====== Given records
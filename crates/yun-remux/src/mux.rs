//! 实时交织封装: 把两路独立产生的基本流 (视频、音频) 合并进一个输出.

use log::{debug, info};
use serde::{Deserialize, Serialize};
use yun_core::{Rational, YunError, YunResult};
use yun_format::{CounterSnapshot, MuxOptions, Stream};

use crate::abort::AbortSignal;
use crate::filter::{FilterAction, MonotonicFilter, PacketFilter};
use crate::interleave::{Interleaver, Lane};
use crate::remap::remap;
use crate::remux::DEFAULT_MAX_COUNTERS;
use crate::sink::PendingSink;
use crate::source::PacketSource;

/// 交织封装标志
#[derive(Debug, Clone, Copy, Default, PartialEq, Eq, Serialize, Deserialize)]
#[serde(default)]
pub struct MuxFlags {
    /// 丢弃 pts 非单调递增的数据包 (在输出时间基下比较)
    pub monotonic: bool,
}

/// 交织封装的一路输入
pub struct MuxInput<'a> {
    /// 数据包来源, 只使用其第一条流
    pub source: &'a mut dyn PacketSource,
    /// 比较用的编码域时间基, 缺省取来源流的时间基
    pub time_base: Option<Rational>,
}

impl<'a> MuxInput<'a> {
    /// 以来源流的时间基作为比较时间基
    pub fn new(source: &'a mut dyn PacketSource) -> Self {
        Self {
            source,
            time_base: None,
        }
    }

    fn stream(&self) -> YunResult<Stream> {
        self.source
            .streams()
            .first()
            .cloned()
            .ok_or_else(|| YunError::BadValue("交织封装的输入没有流".into()))
    }
}

/// 交织封装统计
#[derive(Debug, Clone, Default, Serialize)]
pub struct MuxStats {
    /// 写出的视频包数
    pub video_packets: u64,
    /// 写出的音频包数
    pub audio_packets: u64,
    /// 因单调性被丢弃的包数
    pub dropped: u64,
    /// 收尾后的连续性计数器 (仅 MPEG-TS 输出)
    pub counters: Option<CounterSnapshot>,
}

/// 输出的流列表: 视频 (若有) 在前, 音频 (若有) 在后
pub fn mux_streams<'a>(
    video: Option<&MuxInput<'a>>,
    audio: Option<&MuxInput<'a>>,
) -> YunResult<Vec<Stream>> {
    let mut streams = Vec::with_capacity(2);
    for input in [video, audio].into_iter().flatten() {
        let mut stream = input.stream()?;
        stream.index = streams.len();
        streams.push(stream);
    }
    if streams.is_empty() {
        return Err(YunError::BadValue("交织封装至少需要一路输入".into()));
    }
    Ok(streams)
}

/// 把视频、音频两路交织写入输出
///
/// `sink` 须以 [`mux_streams`] 返回的流列表打开. 每次从两路当前包中取
/// pts 较小者 (相等时视频优先), 在各自的编码域时间基下比较, 然后换算到
/// 输出流时间基写出.
pub fn mux<'a>(
    sink: PendingSink,
    video: Option<MuxInput<'a>>,
    audio: Option<MuxInput<'a>>,
    flags: MuxFlags,
    options: &MuxOptions,
    abort: &dyn AbortSignal,
) -> YunResult<MuxStats> {
    let expected = mux_streams(video.as_ref(), audio.as_ref())?;
    if sink.streams().len() != expected.len() {
        return Err(YunError::BadValue(format!(
            "输出流数 {} 与输入路数 {} 不一致",
            sink.streams().len(),
            expected.len()
        )));
    }
    let video_index = video.as_ref().map(|_| 0);
    let audio_index = audio.as_ref().map(|_| usize::from(video.is_some()));

    let mut in_time_bases = Vec::with_capacity(2);
    let mut lanes = Vec::with_capacity(2);
    for (input, stream) in [video, audio].into_iter().flatten().zip(&expected) {
        let tb = input.time_base.unwrap_or(stream.time_base);
        in_time_bases.push(tb);
        lanes.push((input.source, tb));
    }
    let mut lanes = lanes.into_iter();
    let video_lane = video_index.and_then(|_| lanes.next());
    let audio_lane = audio_index.and_then(|_| lanes.next());
    let mut interleaver = Interleaver::new(video_lane, audio_lane);

    let mut sink = sink.write_header(options)?;
    let out_time_bases: Vec<Rational> = sink.streams().iter().map(|s| s.time_base).collect();
    let mut monotonic = MonotonicFilter::new();
    let mut stats = MuxStats::default();

    loop {
        abort.check().inspect_err(|_| info!("交织封装已中止"))?;

        let Some((lane, packet)) = interleaver.next_packet()? else {
            break;
        };
        let index = match lane {
            Lane::A => video_index,
            Lane::B => audio_index,
        }
        .ok_or_else(|| YunError::BadValue("交织输出了不存在的一路".into()))?;

        let mut packet = remap(packet, in_time_bases[index], out_time_bases[index], 0);
        packet.stream_index = index;
        let kind = if lane == Lane::A { "视频" } else { "音频" };
        debug!("{kind} {} dts={}", packet.pts_ts(), packet.dts);

        if flags.monotonic && monotonic.filter(&packet) == FilterAction::Drop {
            stats.dropped += 1;
            continue;
        }
        sink.write_packet(&packet)?;
        match lane {
            Lane::A => stats.video_packets += 1,
            Lane::B => stats.audio_packets += 1,
        }
    }

    let closed = sink.finish()?;
    stats.counters = closed.extract_continuity(DEFAULT_MAX_COUNTERS);
    info!(
        "交织封装完成: 视频 {}, 音频 {}, 丢弃 {}",
        stats.video_packets, stats.audio_packets, stats.dropped
    );
    Ok(stats)
}

#[cfg(test)]
mod tests {
    use super::*;
    use crate::abort::NeverAbort;
    use crate::source::packet_list;
    use yun_codec::{CodecId, Packet};
    use yun_format::io::{MemoryBackend, MemoryHandle};
    use yun_format::{FormatHint, FormatRegistry, IoContext};

    fn registry() -> FormatRegistry {
        let mut r = FormatRegistry::new();
        yun_format::register_all(&mut r);
        r
    }

    fn lane(codec: CodecId, tb: Rational, pts: &[i64]) -> impl PacketSource + use<> {
        let packets = pts
            .iter()
            .map(|&t| {
                let mut p = Packet::from_data(vec![0u8; 16]);
                p.pts = t;
                p.dts = t;
                p.set_keyframe(true);
                p
            })
            .collect();
        packet_list(vec![Stream::new(0, codec, tb)], packets)
    }

    fn ts_sink(streams: &[Stream]) -> (PendingSink, MemoryHandle) {
        let backend = MemoryBackend::new();
        let handle = backend.handle();
        let io = IoContext::new(Box::new(backend));
        let sink = PendingSink::open(&registry(), io, &FormatHint::named("mpegts"), streams).unwrap();
        (sink, handle)
    }

    #[test]
    fn test_交织封装_音视频() {
        let mut v = lane(CodecId::H264, Rational::new(1, 30), &[0, 1, 2, 3]);
        let mut a = lane(CodecId::Opus, Rational::new(1, 48000), &[0, 960, 1920, 2880, 3840]);
        let video = MuxInput::new(&mut v);
        let audio = MuxInput::new(&mut a);
        let streams = mux_streams(Some(&video), Some(&audio)).unwrap();
        assert_eq!(streams[1].index, 1);
        let (sink, handle) = ts_sink(&streams);
        let stats = mux(sink, Some(video), Some(audio), MuxFlags::default(), &MuxOptions::new(), &NeverAbort).unwrap();
        assert_eq!((stats.video_packets, stats.audio_packets), (4, 5));
        assert_eq!(handle.len() % 188, 0);
        assert_eq!(stats.counters.unwrap().get(0x0101), Some(4));
    }

    #[test]
    fn test_交织封装_单调性过滤() {
        let mut a = lane(CodecId::Aac, Rational::new(1, 1000), &[0, 20, 20, 10, 40]);
        let audio = MuxInput::new(&mut a);
        let streams = mux_streams(None, Some(&audio)).unwrap();
        let (sink, _) = ts_sink(&streams);
        let flags = MuxFlags { monotonic: true };
        let stats = mux(sink, None, Some(audio), flags, &MuxOptions::new(), &NeverAbort).unwrap();
        assert_eq!(stats.audio_packets, 3);
        assert_eq!(stats.dropped, 2);
    }

    #[test]
    fn test_交织封装_首次轮询即中止() {
        let mut v = lane(CodecId::H264, Rational::new(1, 30), &[0, 1, 2]);
        let mut a = lane(CodecId::Aac, Rational::new(1, 48000), &[0, 1024]);
        let video = MuxInput::new(&mut v);
        let audio = MuxInput::new(&mut a);
        let streams = mux_streams(Some(&video), Some(&audio)).unwrap();
        let (sink, handle) = ts_sink(&streams);
        let err = mux(sink, Some(video), Some(audio), MuxFlags::default(), &MuxOptions::new(), &|| true)
            .unwrap_err();
        assert!(err.is_aborted());
        // PSI 延迟到第一个包, 没有尾部也就没有任何输出
        assert_eq!(handle.len(), 0);
    }

    #[test]
    fn test_交织封装_中途中止() {
        let mut v = lane(CodecId::H264, Rational::new(1, 30), &[0, 1, 2, 3]);
        let video = MuxInput::new(&mut v);
        let streams = mux_streams(Some(&video), None).unwrap();
        let (sink, _) = ts_sink(&streams);
        let polls = std::cell::Cell::new(0);
        let abort = || {
            polls.set(polls.get() + 1);
            polls.get() > 2
        };
        let err = mux(sink, Some(video), None, MuxFlags::default(), &MuxOptions::new(), &abort).unwrap_err();
        assert!(err.is_aborted());
        assert_eq!(polls.get(), 3);
    }

    #[test]
    fn test_交织封装_没有输入() {
        assert!(matches!(mux_streams(None, None), Err(YunError::BadValue(_))));
    }
}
============
Your goal :: Copy out only the lines above from the one with "Lane::B => stats.audio_packets" to the one with "let io = IoContext::new(Box::new(backend));", inclusive, exactly as they stand.

Your solution ::
            Lane::B => stats.audio_packets += 1,
        }
    }

    let closed = sink.finish()?;
    stats.counters = closed.extract_continuity(DEFAULT_MAX_COUNTERS);
    info!(
        "交织封装完成: 视频 {}, 音频 {}, 丢弃 {}",
        stats.video_packets, stats.audio_packets, stats.dropped
    );
    Ok(stats)
}

#[cfg(test)]
mod tests {
    use super::*;
    use crate::abort::NeverAbort;
    use crate::source::packet_list;
    use yun_codec::{CodecId, Packet};
    use yun_format::io::{MemoryBackend, MemoryHandle};
    use yun_format::{FormatHint, FormatRegistry, IoContext};

    fn registry() -> FormatRegistry {
        let mut r = FormatRegistry::new();
        yun_format::register_all(&mut r);
        r
    }

    fn lane(codec: CodecId, tb: Rational, pts: &[i64]) -> impl PacketSource + use<> {
        let packets = pts
            .iter()
            .map(|&t| {
                let mut p = Packet::from_data(vec![0u8; 16]);
                p.pts = t;
                p.dts = t;
                p.set_keyframe(true);
                p
            })
            .collect();
        packet_list(vec![Stream::new(0, codec, tb)], packets)
    }

    fn ts_sink(streams: &[Stream]) -> (PendingSink, MemoryHandle) {
        let backend = MemoryBackend::new();
        let handle = backend.handle();
        let io = IoContext::new(Box::new(backend));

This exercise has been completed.